On a moonless night in August 1943, on a pitch-black strait in the Solomon Islands, two vessels collided.

A fireball bloomed, and the Navy gave up John F. Kennedy’s PT-109 crew for dead. But Lieutenant Kennedy fought, swimming for hours with his 10 remaining crewmembers, pulling one along by holding his life jacket strap in his teeth.

Kennedy’s heroics may have been for naught without Eroni Kumana and Biuku Gasa, two Solomon Islanders. They found Kennedy and his crew six days after the wreck, subsisting on coconuts on a small island. 

The two took a message from Kennedy, which he etched into a green coconut, and paddled at great risk 35 miles through Japanese territory to deliver it to the nearest Allied base. A rescue was launched. The crew, and the future president, were saved.

Gasa died in 2005; Kumana died last week.

“The last connection to this pivotal moment in history has passed,” said Thomas J. Putnam, director of the John F. Kennedy Presidential Library and Museum.

The former president’s nephew Max Kennedy met Kumana in 2002 while on a National Geographic trip to the islands, not far from Papua New Guinea, to search for the remains of PT-109.

“He was so filled with the joy of life, extraordinary humility, and honesty,” Max Kennedy said, recalling Kumana’s lively smile. “He was incapable of guile.”

A long boat ride was made easy with Kumana’s frank humor, he said.

But Kumana’s laughter often turned to tears when the president’s name was mentioned.

“Jack was an extraordinary man, and I think in the short amount of time they got to know each other, I think Eroni picked up on how Jack was,” Max Kennedy said. “And I think people feel a particular connection to the person they save.”

Danny Kennedy, an American, has run a dive shop in Gizo, near the site of the patrol torpedo boat wreck, since the 1980s. He often connected Kumana with visiting journalists and tourists, hoping to keep Kumana’s story alive.

“He was always so animated, and he had this amazing amount of energy,” said the shop owner, who has no relation to the Kennedy family. “He was always very agile, very surefooted, and always seemed to smile and laugh a lot.”

Kumana, whose cause of death was not immediately available, never knew precisely how old he was. He was a teenager when he canoed through those dangerous waters. He and Gasa were working as coastwatchers, tracking Japanese presence in the islands for the Allies, when they came across the PT-109 crew.

Carrying Kennedy’s message — “NAURO ISL/COMMANDER/NATIVE KNOWS POS’IT/HE CAN PILOT/11 ALIVE/NEED SMALL BOAT/KENNEDY,” written on the coconut he had plucked — meant risking torture or death.
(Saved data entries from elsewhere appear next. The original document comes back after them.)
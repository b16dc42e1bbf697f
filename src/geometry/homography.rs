//! Planar projective transform between two quadrilaterals.

use nalgebra::{Matrix3, SMatrix, SVector, Vector3};

use super::point::{Point, Quad};

/// 3x3 projective transform with `h[2][2] == 1`.
#[derive(Debug, Clone, Copy, PartialEq)]
pub struct Homography {
    matrix: Matrix3<f64>,
}

impl Homography {
    /// Solve for the transform mapping each `src[i]` onto `dst[i]`.
    ///
    /// Returns `None` when the correspondences are degenerate (three collinear
    /// points, repeated corners, ...).
    pub fn from_quads(src: &Quad, dst: &Quad) -> Option<Self> {
        if is_degenerate(src) || is_degenerate(dst) {
            return None;
        }

        let mut a = SMatrix::<f64, 8, 8>::zeros();
        let mut b = SVector::<f64, 8>::zeros();

        for (i, (s, d)) in src.iter().zip(dst.iter()).enumerate() {
            let (x, y) = (s.x as f64, s.y as f64);
            let (u, v) = (d.x as f64, d.y as f64);
            let r = 2 * i;

            a[(r, 0)] = x;
            a[(r, 1)] = y;
            a[(r, 2)] = 1.0;
            a[(r, 6)] = -u * x;
            a[(r, 7)] = -u * y;
            b[r] = u;

            a[(r + 1, 3)] = x;
            a[(r + 1, 4)] = y;
            a[(r + 1, 5)] = 1.0;
            a[(r + 1, 6)] = -v * x;
            a[(r + 1, 7)] = -v * y;
            b[r + 1] = v;
        }

        let h = a.lu().solve(&b)?;
        if h.iter().any(|c| !c.is_finite()) {
            return None;
        }
        Some(Self {
            matrix: Matrix3::new(h[0], h[1], h[2], h[3], h[4], h[5], h[6], h[7], 1.0),
        })
    }

    /// Transform mapping the `width` x `height` image rectangle onto `dst`,
    /// image corners taken clockwise from the top-left.
    pub fn from_image_rect(width: u32, height: u32, dst: &Quad) -> Option<Self> {
        let (w, h) = (width as f32, height as f32);
        let src = [
            Point::new(0.0, 0.0),
            Point::new(w, 0.0),
            Point::new(w, h),
            Point::new(0.0, h),
        ];
        Self::from_quads(&src, dst)
    }

    /// Map a point through the transform; `None` for points on the horizon line.
    pub fn apply(&self, point: Point) -> Option<Point> {
        let p = self.matrix * Vector3::new(point.x as f64, point.y as f64, 1.0);
        if p.z.abs() < f64::EPSILON {
            return None;
        }
        Some(Point::new((p.x / p.z) as f32, (p.y / p.z) as f32))
    }

    /// Row-major coefficients, suitable for a renderer's 3x3 matrix type.
    pub fn to_row_major(&self) -> [f64; 9] {
        let m = &self.matrix;
        [
            m[(0, 0)],
            m[(0, 1)],
            m[(0, 2)],
            m[(1, 0)],
            m[(1, 1)],
            m[(1, 2)],
            m[(2, 0)],
            m[(2, 1)],
            m[(2, 2)],
        ]
    }

    pub fn matrix(&self) -> &Matrix3<f64> {
        &self.matrix
    }
}

/// A quad whose shoelace area vanishes cannot anchor a projective transform.
fn is_degenerate(quad: &Quad) -> bool {
    let twice_area: f64 = (0..4)
        .map(|i| {
            let (p, q) = (quad[i], quad[(i + 1) % 4]);
            p.x as f64 * q.y as f64 - q.x as f64 * p.y as f64
        })
        .sum();
    twice_area.abs() < 1e-6
}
Kennedy was awarded the Navy and Marine Corps Medal for his courage in guiding his men from island to island after their boat was sunk by the Japanese destroyer. Those who knew him say he never forgot those days, or Kumana and Gasa.
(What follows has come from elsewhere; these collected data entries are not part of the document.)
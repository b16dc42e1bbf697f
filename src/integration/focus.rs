//! Camera focus hints driven by the visible-tag count.
//!
//! While no tag is on screen the camera should keep refocusing to find one.
//! Once tags are visible, focus hunting would blur them and lose tracking, so
//! focus is locked.

use std::sync::Arc;

/// Camera focus modes a controller may support.
#[derive(Debug, Clone, Copy, PartialEq, Eq, Hash)]
#[cfg_attr(feature = "serde", derive(serde::Serialize, serde::Deserialize))]
pub enum FocusMode {
    ContinuousVideo,
    ContinuousPicture,
    Auto,
    Fixed,
}

/// Explicit capability for changing the camera's focus mode.
pub trait FocusController: Send + Sync + 'static {
    fn supported_focus_modes(&self) -> Vec<FocusMode>;

    fn set_focus_mode(&self, mode: FocusMode);
}

impl<T: FocusController> FocusController for Arc<T> {
    fn supported_focus_modes(&self) -> Vec<FocusMode> {
        (**self).supported_focus_modes()
    }

    fn set_focus_mode(&self, mode: FocusMode) {
        (**self).set_focus_mode(mode)
    }
}

/// Chooses a focus mode for a visible-tag count.
#[derive(Debug, Clone, Copy, Default)]
pub struct FocusPolicy;

impl FocusPolicy {
    /// Continuous video focus with no tags visible; fixed (else auto) focus
    /// otherwise. `None` when the camera supports no suitable mode.
    pub fn mode_for(visible: usize, supported: &[FocusMode]) -> Option<FocusMode> {
        let preferred: &[FocusMode] = if visible == 0 {
            &[FocusMode::ContinuousVideo]
        } else {
            &[FocusMode::Fixed, FocusMode::Auto]
        };
        preferred.iter().copied().find(|mode| supported.contains(mode))
    }

    /// Visibility listener that applies the chosen mode to `controller`.
    ///
    /// Pass it to [`on_visibility_changed`](crate::SessionBuilder::on_visibility_changed).
    pub fn listener<C: FocusController>(controller: C) -> impl Fn(usize) + Send + Sync + 'static {
        move |visible| {
            let supported = controller.supported_focus_modes();
            match Self::mode_for(visible, &supported) {
                Some(mode) => {
                    tracing::debug!(visible, ?mode, "Switching focus mode");
                    controller.set_focus_mode(mode);
                }
                None => tracing::debug!(visible, "No suitable focus mode supported"),
            }
        }
    }
}
//! Owner of every tracked tag in one camera session.
//!
//! The producer thread calls the `on_*` handlers synchronously, once per
//! detector callback. Handlers never wait on a fetch: a pending asset gets a
//! continuation task that updates the tag when the fetch settles. Hide timers
//! run on the same runtime.
//!
//! Locks are always taken in the order registry, then tag, then visibility
//! coordinator. Resolution continuations take only the tag lock.

use std::collections::HashMap;
use std::sync::atomic::{AtomicU32, Ordering};
use std::sync::{Arc, Mutex};

use tokio::runtime::Handle;

use crate::cache::{AssetCache, AssetFetcher, Resolution};
use crate::error::ConfigError;
use crate::geometry::{Point, Quad, Rect};
use crate::integration::{FrameEvent, Renderer};
use crate::presentation::{Palette, Payload, Presentation, TokenId};
use crate::sync::lock;
use crate::tracker::config::SessionConfig;
use crate::tracker::lifecycle::{Departure, TrackerLifecycle};
use crate::tracker::visibility::VisibilityCoordinator;

type Tracker = Arc<Mutex<TrackerLifecycle>>;

#[derive(Default)]
struct Registry {
    trackers: HashMap<TokenId, Tracker>,
    closed: bool,
}

struct Shared<R> {
    config: SessionConfig,
    renderer: R,
    registry: Mutex<Registry>,
    visibility: VisibilityCoordinator,
    palette: Palette,
    rotation_bits: AtomicU32,
    runtime: Handle,
}

/// Builder for [`Session`].
pub struct SessionBuilder<F, R> {
    fetcher: F,
    renderer: R,
    config: SessionConfig,
    on_visibility_changed: Option<Box<dyn Fn(usize) + Send + Sync>>,
}

impl<F: AssetFetcher, R: Renderer> SessionBuilder<F, R> {
    pub fn config(mut self, config: SessionConfig) -> Self {
        self.config = config;
        self
    }

    /// Called with the debounced number of visible tags; typically drives
    /// the camera's focus mode.
    pub fn on_visibility_changed(
        mut self,
        listener: impl Fn(usize) + Send + Sync + 'static,
    ) -> Self {
        self.on_visibility_changed = Some(Box::new(listener));
        self
    }

    /// Validate the configuration and start the session. Fetches and timers
    /// are spawned onto `runtime`.
    pub fn build(self, runtime: Handle) -> Result<Session<F, R>, ConfigError> {
        self.config.validate()?;

        let listener = self.on_visibility_changed;
        let visibility = VisibilityCoordinator::new(
            self.config.visibility_done_delay,
            runtime.clone(),
            move |count| {
                if let Some(listener) = &listener {
                    listener(count);
                }
            },
        );

        Ok(Session {
            cache: Arc::new(AssetCache::new(self.fetcher, runtime.clone())),
            shared: Arc::new(Shared {
                palette: Palette::new(self.config.palette.clone()),
                config: self.config,
                renderer: self.renderer,
                registry: Mutex::new(Registry::default()),
                visibility,
                rotation_bits: AtomicU32::new(0.0f32.to_bits()),
                runtime,
            }),
        })
    }
}

/// Presentation coordinator for all tags tracked in one camera session.
pub struct Session<F, R> {
    cache: Arc<AssetCache<F>>,
    shared: Arc<Shared<R>>,
}

impl<F: AssetFetcher, R: Renderer> Session<F, R> {
    pub fn builder(fetcher: F, renderer: R) -> SessionBuilder<F, R> {
        SessionBuilder {
            fetcher,
            renderer,
            config: SessionConfig::default(),
            on_visibility_changed: None,
        }
    }

    /// Dispatch one detector event.
    pub fn handle(&self, event: FrameEvent) {
        match event {
            FrameEvent::NewItem { id } => self.on_new_item(id),
            FrameEvent::Update {
                id,
                corners,
                payload,
            } => self.on_update(id, corners, &payload),
            FrameEvent::Missing { id } => self.on_missing(id),
            FrameEvent::Done { id } => self.on_done(id),
        }
    }

    /// Latest device rotation in degrees, applied from the next update on.
    pub fn set_rotation(&self, degrees: f32) {
        self.shared
            .rotation_bits
            .store(degrees.to_bits(), Ordering::Relaxed);
    }

    pub fn rotation(&self) -> f32 {
        f32::from_bits(self.shared.rotation_bits.load(Ordering::Relaxed))
    }

    /// The detector started tracking `id`. Re-announcing a tag that is
    /// waiting to be hidden keeps it on screen.
    pub fn on_new_item(&self, id: TokenId) {
        self.shared.with_tracker(id, true, |_, life| {
            tracing::debug!(id, "New tag");
            life.announce();
        });
    }

    /// One frame's sighting of `id`: store its corners, start resolving its
    /// payload if that changed, and present whatever is already resolved.
    pub fn on_update(&self, id: TokenId, corners: Quad, payload: &Payload) {
        self.shared.with_tracker(id, true, |tracker, life| {
            tracing::trace!(id, raw_value = %payload.raw_value, "Tag update");
            self.apply_update(tracker, life, corners, payload);
        });
    }

    fn apply_update(
        &self,
        tracker: &Tracker,
        life: &mut TrackerLifecycle,
        corners: Quad,
        payload: &Payload,
    ) {
        let id = life.id();

        if life.observe(corners, payload, self.rotation()) {
            self.shared.visibility.on_tracker_enabled(id);
        }

        if let Some(key) = life.pending_key().cloned() {
            match self.cache.resolve(&key) {
                Resolution::Settled(outcome) => {
                    life.settle(&key, outcome);
                }
                Resolution::Pending(pending) => {
                    life.mark_awaiting(key.clone());
                    let shared = Arc::clone(&self.shared);
                    let tracker = Arc::clone(tracker);
                    self.shared.runtime.spawn(async move {
                        let outcome = pending.wait().await;
                        let mut life = lock(&tracker);
                        if life.settle(&key, outcome) {
                            if let Some(presentation) = life.presentation() {
                                shared.renderer.present(presentation);
                            }
                        }
                    });
                }
            }
        }

        if let Some(presentation) = life.presentation() {
            self.shared.renderer.present(presentation);
        }
    }

    /// `id` was not seen in this frame. The overlay stays as it is.
    pub fn on_missing(&self, id: TokenId) {
        self.shared.with_tracker(id, false, |_, life| life.miss());
    }

    /// The detector dropped `id`. Its overlay is cleared after
    /// [`SessionConfig::hide_after_done_delay`] unless it is seen again first.
    pub fn on_done(&self, id: TokenId) {
        let mut registry = lock(&self.shared.registry);
        let Some(tracker) = registry.trackers.get(&id).cloned() else {
            return;
        };
        let mut life = lock(&tracker);

        match life.depart() {
            Departure::Immediate => {
                registry.trackers.remove(&id);
                tracing::debug!(id, "Tag done before it was shown");
            }
            Departure::Scheduled(epoch) => {
                drop(registry);
                let shared = Arc::clone(&self.shared);
                let delay = self.shared.config.hide_after_done_delay;
                let timer = self.shared.runtime.spawn(async move {
                    tokio::time::sleep(delay).await;
                    shared.expire(id, epoch);
                });
                life.set_hide_timer(timer);
            }
            Departure::Ignored => {}
        }
    }

    /// Debounced number of visible tags.
    pub fn visible_count(&self) -> usize {
        self.shared.visibility.current_count()
    }

    /// Number of tags currently held, including ones waiting to be hidden.
    pub fn tracked_count(&self) -> usize {
        lock(&self.shared.registry).trackers.len()
    }

    /// Snapshots of every drawable tag, ordered by id.
    pub fn presentations(&self) -> Vec<Presentation> {
        let trackers: Vec<Tracker> = lock(&self.shared.registry)
            .trackers
            .values()
            .cloned()
            .collect();
        let mut presentations: Vec<Presentation> = trackers
            .iter()
            .filter_map(|tracker| lock(tracker).presentation())
            .collect();
        presentations.sort_by_key(|p| p.id);
        presentations
    }

    /// The tag under a tap at `point`: the first (lowest id) tag whose
    /// bounds contain it, otherwise the tag whose bounds' center is nearest.
    pub fn token_at(&self, point: Point) -> Option<TokenId> {
        let bounds: Vec<(TokenId, Rect)> = self
            .presentations()
            .into_iter()
            .map(|p| (p.id, p.bounds))
            .collect();

        if let Some((id, _)) = bounds.iter().find(|(_, rect)| rect.contains(&point)) {
            return Some(*id);
        }
        bounds
            .iter()
            .map(|(id, rect)| (*id, rect.center().distance_sq(&point)))
            .min_by(|a, b| a.1.total_cmp(&b.1))
            .map(|(id, _)| id)
    }

    pub fn cache(&self) -> &AssetCache<F> {
        &self.cache
    }

    pub fn config(&self) -> &SessionConfig {
        &self.shared.config
    }

    pub fn renderer(&self) -> &R {
        &self.shared.renderer
    }

    /// End the session: cancel every timer without firing it and drop all
    /// tags. In-flight fetches are not awaited; their results are ignored.
    pub fn shutdown(&self) {
        self.shared.close();
    }

    pub fn is_shut_down(&self) -> bool {
        lock(&self.shared.registry).closed
    }
}

impl<F, R> Drop for Session<F, R> {
    fn drop(&mut self) {
        self.shared.close();
    }
}

impl<R> Shared<R> {
    /// Run `f` on the tracker for `id`, inserting a fresh one if `create` is
    /// set. The registry lock is held until the tag lock is taken, so a hide
    /// timer cannot remove the tag in between.
    fn with_tracker<T>(
        &self,
        id: TokenId,
        create: bool,
        f: impl FnOnce(&Tracker, &mut TrackerLifecycle) -> T,
    ) -> Option<T> {
        let mut registry = lock(&self.registry);
        if registry.closed {
            tracing::trace!(id, "Event after shutdown ignored");
            return None;
        }
        let tracker = match registry.trackers.get(&id) {
            Some(tracker) => Arc::clone(tracker),
            None if create => {
                let tracker = Arc::new(Mutex::new(TrackerLifecycle::new(
                    id,
                    self.palette.next_color(),
                )));
                registry.trackers.insert(id, Arc::clone(&tracker));
                tracker
            }
            None => return None,
        };
        let mut life = lock(&tracker);
        drop(registry);
        Some(f(&tracker, &mut life))
    }

    fn close(&self) {
        let mut registry = lock(&self.registry);
        if registry.closed {
            return;
        }
        registry.closed = true;
        let count = registry.trackers.len();
        for (_, tracker) in registry.trackers.drain() {
            lock(&tracker).retire();
        }
        drop(registry);
        self.visibility.shutdown();
        tracing::debug!(tags = count, "Session shut down");
    }
}

impl<R: Renderer> Shared<R> {
    fn expire(&self, id: TokenId, epoch: u64) {
        let mut registry = lock(&self.registry);
        let Some(tracker) = registry.trackers.get(&id).cloned() else {
            return;
        };
        let mut life = lock(&tracker);
        if !life.expire(epoch) {
            return;
        }
        registry.trackers.remove(&id);

        // The registry stays locked until the old tag is fully retired, so a
        // reused id cannot be presented or counted before this clear.
        tracing::debug!(id, "Tag removed");
        self.renderer.clear(id);
        if life.is_enabled() {
            self.visibility.on_tracker_done(id);
        }
    }
}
Putnam said the actions of the islanders are hard to overestimate. “They certainly did help save [the crew’s] lives,” he said.
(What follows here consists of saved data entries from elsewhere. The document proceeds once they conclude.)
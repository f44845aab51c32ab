//! Process-wide settings loaded via OrthoConfig.
//!
//! Settings are layered (defaults, then config file, then environment, then
//! CLI) at bootstrap and treated as read-only afterwards. Dotted keys of the
//! deployment configuration map onto underscore-separated fields here, so the
//! `cache.*` namespace of the original configuration becomes the `cache_*`
//! fields, recoverable as a prefix-filtered map through
//! [`Settings::prefixed`].

use std::collections::BTreeMap;
use std::net::SocketAddr;

use ortho_config::OrthoConfig;
use serde::{Deserialize, Serialize};

/// Fallback bind address when none is configured.
const DEFAULT_BIND_ADDR: &str = "0.0.0.0:6543";

/// Fallback group granted the `admin` permission.
const DEFAULT_ADMIN_GROUP: &str = "releng";

/// Errors raised while interpreting loaded settings.
#[derive(Debug, thiserror::Error)]
pub enum SettingsError {
    /// A required setting has no value.
    #[error("missing required setting: {name}")]
    Missing { name: &'static str },

    /// A setting is present but cannot be parsed.
    #[error("invalid value for {name}: {message}")]
    Invalid { name: &'static str, message: String },
}

/// Deployment settings for the gatehouse server.
#[derive(Debug, Clone, Serialize, Deserialize, OrthoConfig)]
#[ortho_config(prefix = "GATEHOUSE")]
pub struct Settings {
    /// PostgreSQL connection URL for the request session factory.
    pub database_url: Option<String>,

    /// Socket address the HTTP server binds to.
    pub bind_addr: Option<String>,

    /// Secret the auth-ticket digest is keyed with. Required to serve.
    pub authtkt_secret: Option<String>,

    /// Ticket lifetime in seconds; 86400 when unset.
    pub authtkt_timeout: Option<u64>,

    /// Whether ticket cookies are marked Secure.
    #[ortho_config(default = false)]
    pub authtkt_secure: bool,

    /// Base URL of the external build-system hub, if integration is enabled.
    pub koji_url: Option<String>,

    /// Cache backend selector: `memory` or `redis`.
    pub cache_backend: Option<String>,

    /// Cache entry lifetime in seconds.
    pub cache_expiration_time: Option<u64>,

    /// Redis URL for the `redis` cache backend.
    pub cache_url: Option<String>,

    /// Apply ±10% TTL jitter when storing cache entries.
    #[ortho_config(default = false)]
    pub cache_jitter: bool,

    /// Development shim: allow the interactive login endpoint to mint tickets
    /// for any existing user without an external identity provider.
    #[ortho_config(default = false)]
    pub dev_login: bool,

    /// Group granted the `admin` permission; `releng` when unset.
    pub admin_group: Option<String>,
}

impl Default for Settings {
    fn default() -> Self {
        Self {
            database_url: None,
            bind_addr: None,
            authtkt_secret: None,
            authtkt_timeout: None,
            authtkt_secure: false,
            koji_url: None,
            cache_backend: None,
            cache_expiration_time: None,
            cache_url: None,
            cache_jitter: false,
            dev_login: false,
            admin_group: None,
        }
    }
}

impl Settings {
    /// Database URL, required at runtime.
    pub fn database_url(&self) -> Result<&str, SettingsError> {
        self.database_url
            .as_deref()
            .ok_or(SettingsError::Missing {
                name: "database_url",
            })
    }

    /// Parsed bind address, defaulting to `0.0.0.0:6543`.
    pub fn bind_addr(&self) -> Result<SocketAddr, SettingsError> {
        let raw = self.bind_addr.as_deref().unwrap_or(DEFAULT_BIND_ADDR);
        raw.parse().map_err(|err| SettingsError::Invalid {
            name: "bind_addr",
            message: format!("{raw}: {err}"),
        })
    }

    /// Group granted the `admin` permission.
    pub fn admin_group(&self) -> &str {
        self.admin_group.as_deref().unwrap_or(DEFAULT_ADMIN_GROUP)
    }

    /// Project the settings onto the subset of keys starting with `prefix`,
    /// with the prefix stripped and values rendered as strings.
    ///
    /// This is how namespaced consumers (the cache region) receive their
    /// slice of the process-wide configuration.
    pub fn prefixed(&self, prefix: &str) -> BTreeMap<String, String> {
        let Ok(serde_json::Value::Object(fields)) = serde_json::to_value(self) else {
            return BTreeMap::new();
        };
        fields
            .into_iter()
            .filter_map(|(key, value)| {
                let stripped = key.strip_prefix(prefix)?.to_owned();
                let rendered = match value {
                    serde_json::Value::String(s) => s,
                    serde_json::Value::Bool(b) => b.to_string(),
                    serde_json::Value::Number(n) => n.to_string(),
                    _ => return None,
                };
                Some((stripped, rendered))
            })
            .collect()
    }
}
And Kumana never forgot Kennedy.

A visitor to his Ranongga Island hut in 2008 found his home covered with newspaper clippings and photos of the former president. As Kumana spoke about Kennedy to Mark Roche, a Texan with a passion for World War II history, he swung from laughter to bouts of weeping and back again. Kumana’s son, named after Kennedy, translated while Kumana clutched a heavy bust of the president to his chest.

“It was the highlight of his life, and he couldn’t really let go of it,” said Roche, 57, who spent a few hours with Kumana, whom he called a simple, brave man, as well as a war hero.

Kumana entrusted Roche with a mission: delivering a Kumana family heirloom to Kennedy’s grave in 2009.

Solomon Islands “shell money” is passed down through the generations, and the giant clam shell Roche brought to Arlington National Cemetery had been in the Kumana family for hundreds of years. Eunice Kennedy Shriver and a few other family members attended the private ceremony, where Roche placed the shell on Kennedy’s grave. It is now in the JFK Library, along with the coconut.

Putnam said schoolchildren love the story of the rescue. From the romance of eating coconuts on a deserted island, to the heroics of the dashing young Jack Kennedy in the dark night, to the men on a canoe bearing a secret message, the story conjures a sense of wonder.

“It captures the vagaries of life and history,” Putnam said. “What if JFK had died on that boat? And what if those two natives had not been passing that island at that time? And what if they had been intercepted by the Japanese? It reminds us that history isn’t preordained, that small things can occur that can completely shape the course of world history.”

Max Kennedy called Kumana a “beautiful man.”

“My uncle Jack used to say, ‘One person can make a difference, and everyone should try,’ and I think Jack really lived his life in many ways on that basis,” Max Kennedy said. “I think Eroni lived his life in the same way. He had a completely different life, but at the same time, he was really, extraordinarily similar with that kind of determination to live fully.”